======== Data under study ========
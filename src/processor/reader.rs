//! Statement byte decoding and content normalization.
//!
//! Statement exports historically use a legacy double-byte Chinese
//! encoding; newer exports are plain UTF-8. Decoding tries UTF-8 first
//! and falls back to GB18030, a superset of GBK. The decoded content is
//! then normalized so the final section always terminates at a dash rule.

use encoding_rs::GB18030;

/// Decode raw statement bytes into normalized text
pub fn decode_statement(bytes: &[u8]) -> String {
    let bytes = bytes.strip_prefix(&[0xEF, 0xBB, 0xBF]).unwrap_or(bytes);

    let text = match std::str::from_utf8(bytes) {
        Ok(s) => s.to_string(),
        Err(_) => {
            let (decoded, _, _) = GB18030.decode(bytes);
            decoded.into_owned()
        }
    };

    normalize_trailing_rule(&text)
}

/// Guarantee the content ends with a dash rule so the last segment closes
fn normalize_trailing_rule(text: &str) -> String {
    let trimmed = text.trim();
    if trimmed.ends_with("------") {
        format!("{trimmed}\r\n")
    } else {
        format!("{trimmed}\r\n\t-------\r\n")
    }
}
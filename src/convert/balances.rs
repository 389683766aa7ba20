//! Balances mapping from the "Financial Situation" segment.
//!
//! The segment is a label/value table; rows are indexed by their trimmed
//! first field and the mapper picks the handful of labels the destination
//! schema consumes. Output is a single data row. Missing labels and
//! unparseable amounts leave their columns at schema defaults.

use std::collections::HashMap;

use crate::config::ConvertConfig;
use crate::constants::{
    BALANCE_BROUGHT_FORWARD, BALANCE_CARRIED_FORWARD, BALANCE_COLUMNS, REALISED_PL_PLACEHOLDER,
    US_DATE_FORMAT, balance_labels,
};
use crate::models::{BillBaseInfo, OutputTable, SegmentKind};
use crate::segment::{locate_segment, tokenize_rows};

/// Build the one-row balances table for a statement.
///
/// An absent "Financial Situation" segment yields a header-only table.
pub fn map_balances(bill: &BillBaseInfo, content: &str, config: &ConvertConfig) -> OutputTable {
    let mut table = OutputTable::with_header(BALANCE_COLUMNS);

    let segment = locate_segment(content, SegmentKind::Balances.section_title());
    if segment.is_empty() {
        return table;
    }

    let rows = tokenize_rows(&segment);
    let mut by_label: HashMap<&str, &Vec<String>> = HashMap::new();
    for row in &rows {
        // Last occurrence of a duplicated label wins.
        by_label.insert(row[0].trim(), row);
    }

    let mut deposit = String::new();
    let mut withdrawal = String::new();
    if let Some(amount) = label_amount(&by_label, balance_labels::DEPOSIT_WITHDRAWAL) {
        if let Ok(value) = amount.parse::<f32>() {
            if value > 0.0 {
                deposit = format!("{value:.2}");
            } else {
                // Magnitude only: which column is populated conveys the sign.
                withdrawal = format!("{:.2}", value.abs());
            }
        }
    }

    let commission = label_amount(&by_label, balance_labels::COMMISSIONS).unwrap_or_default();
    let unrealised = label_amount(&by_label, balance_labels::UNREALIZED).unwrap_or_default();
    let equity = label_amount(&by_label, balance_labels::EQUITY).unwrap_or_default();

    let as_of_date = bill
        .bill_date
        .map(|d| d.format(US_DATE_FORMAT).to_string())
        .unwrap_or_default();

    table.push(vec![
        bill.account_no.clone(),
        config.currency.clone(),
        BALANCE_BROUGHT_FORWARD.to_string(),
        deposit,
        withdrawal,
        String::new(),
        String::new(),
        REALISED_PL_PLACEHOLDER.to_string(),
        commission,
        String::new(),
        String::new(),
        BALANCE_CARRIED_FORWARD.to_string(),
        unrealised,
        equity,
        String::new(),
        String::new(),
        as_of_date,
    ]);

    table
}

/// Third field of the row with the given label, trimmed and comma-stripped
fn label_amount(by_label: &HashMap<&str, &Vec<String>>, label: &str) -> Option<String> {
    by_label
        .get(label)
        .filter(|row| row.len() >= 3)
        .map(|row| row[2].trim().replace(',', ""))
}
========
• _Problem statement_
The records above must each be restated exactly as they stand.

• _Task result_
filename src/processor/reader.rs
//! Statement byte decoding and content normalization.
//!
//! Statement exports historically use a legacy double-byte Chinese
//! encoding; newer exports are plain UTF-8. Decoding tries UTF-8 first
//! and falls back to GB18030, a superset of GBK. The decoded content is
//! then normalized so the final section always terminates at a dash rule.

use encoding_rs::GB18030;

/// Decode raw statement bytes into normalized text
pub fn decode_statement(bytes: &[u8]) -> String {
    let bytes = bytes.strip_prefix(&[0xEF, 0xBB, 0xBF]).unwrap_or(bytes);

    let text = match std::str::from_utf8(bytes) {
        Ok(s) => s.to_string(),
        Err(_) => {
            let (decoded, _, _) = GB18030.decode(bytes);
            decoded.into_owned()
        }
    };

    normalize_trailing_rule(&text)
}

/// Guarantee the content ends with a dash rule so the last segment closes
fn normalize_trailing_rule(text: &str) -> String {
    let trimmed = text.trim();
    if trimmed.ends_with("------") {
        format!("{trimmed}\r\n")
    } else {
        format!("{trimmed}\r\n\t-------\r\n")
    }
}
filename src/convert/balances.rs
repository 389683766aa7ba20
//! Balances mapping from the "Financial Situation" segment.
//!
//! The segment is a label/value table; rows are indexed by their trimmed
//! first field and the mapper picks the handful of labels the destination
//! schema consumes. Output is a single data row. Missing labels and
//! unparseable amounts leave their columns at schema defaults.

use std::collections::HashMap;

use crate::config::ConvertConfig;
use crate::constants::{
    BALANCE_BROUGHT_FORWARD, BALANCE_CARRIED_FORWARD, BALANCE_COLUMNS, REALISED_PL_PLACEHOLDER,
    US_DATE_FORMAT, balance_labels,
};
use crate::models::{BillBaseInfo, OutputTable, SegmentKind};
use crate::segment::{locate_segment, tokenize_rows};

/// Build the one-row balances table for a statement.
///
/// An absent "Financial Situation" segment yields a header-only table.
pub fn map_balances(bill: &BillBaseInfo, content: &str, config: &ConvertConfig) -> OutputTable {
    let mut table = OutputTable::with_header(BALANCE_COLUMNS);

    let segment = locate_segment(content, SegmentKind::Balances.section_title());
    if segment.is_empty() {
        return table;
    }

    let rows = tokenize_rows(&segment);
    let mut by_label: HashMap<&str, &Vec<String>> = HashMap::new();
    for row in &rows {
        // Last occurrence of a duplicated label wins.
        by_label.insert(row[0].trim(), row);
    }

    let mut deposit = String::new();
    let mut withdrawal = String::new();
    if let Some(amount) = label_amount(&by_label, balance_labels::DEPOSIT_WITHDRAWAL) {
        if let Ok(value) = amount.parse::<f32>() {
            if value > 0.0 {
                deposit = format!("{value:.2}");
            } else {
                // Magnitude only: which column is populated conveys the sign.
                withdrawal = format!("{:.2}", value.abs());
            }
        }
    }

    let commission = label_amount(&by_label, balance_labels::COMMISSIONS).unwrap_or_default();
    let unrealised = label_amount(&by_label, balance_labels::UNREALIZED).unwrap_or_default();
    let equity = label_amount(&by_label, balance_labels::EQUITY).unwrap_or_default();

    let as_of_date = bill
        .bill_date
        .map(|d| d.format(US_DATE_FORMAT).to_string())
        .unwrap_or_default();

    table.push(vec![
        bill.account_no.clone(),
        config.currency.clone(),
        BALANCE_BROUGHT_FORWARD.to_string(),
        deposit,
        withdrawal,
        String::new(),
        String::new(),
        REALISED_PL_PLACEHOLDER.to_string(),
        commission,
        String::new(),
        String::new(),
        BALANCE_CARRIED_FORWARD.to_string(),
        unrealised,
        equity,
        String::new(),
        String::new(),
        as_of_date,
    ]);

    table
}

/// Third field of the row with the given label, trimmed and comma-stripped
fn label_amount(by_label: &HashMap<&str, &Vec<String>>, label: &str) -> Option<String> {
    by_label
        .get(label)
        .filter(|row| row.len() >= 3)
        .map(|row| row[2].trim().replace(',', ""))
}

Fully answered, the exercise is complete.